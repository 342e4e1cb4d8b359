use sd_core::LayoutError;
use thiserror::Error;

/// Failure of a whole render attempt.
#[derive(Debug, Error)]
pub enum RenderError {
    #[error(transparent)]
    Metrics(#[from] LayoutError),

    #[error("cannot allocate a {width}x{height} drawing surface")]
    Surface { width: u32, height: u32 },

    #[error("PNG encoding failed: {0}")]
    Encode(String),
}

/// Failure to load a background image. Renderers downgrade these to a
/// fallback fill; they never abort a render.
#[derive(Debug, Error)]
pub enum AssetError {
    #[error("asset not found: {0}")]
    NotFound(String),

    #[error("asset reference escapes the asset root: {0}")]
    OutsideRoot(String),

    #[error("asset read failed: {0}")]
    Io(#[from] std::io::Error),

    #[error("image decode failed: {0}")]
    Decode(String),

    #[error("invalid data URL: {0}")]
    InvalidDataUrl(String),
}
● ● ● ● ●
- Assignment -
Using the data above, show each line where "from" occurs.

- Solution to this exercise -
    Metrics(#[from] LayoutError),
    Io(#[from] std::io::Error),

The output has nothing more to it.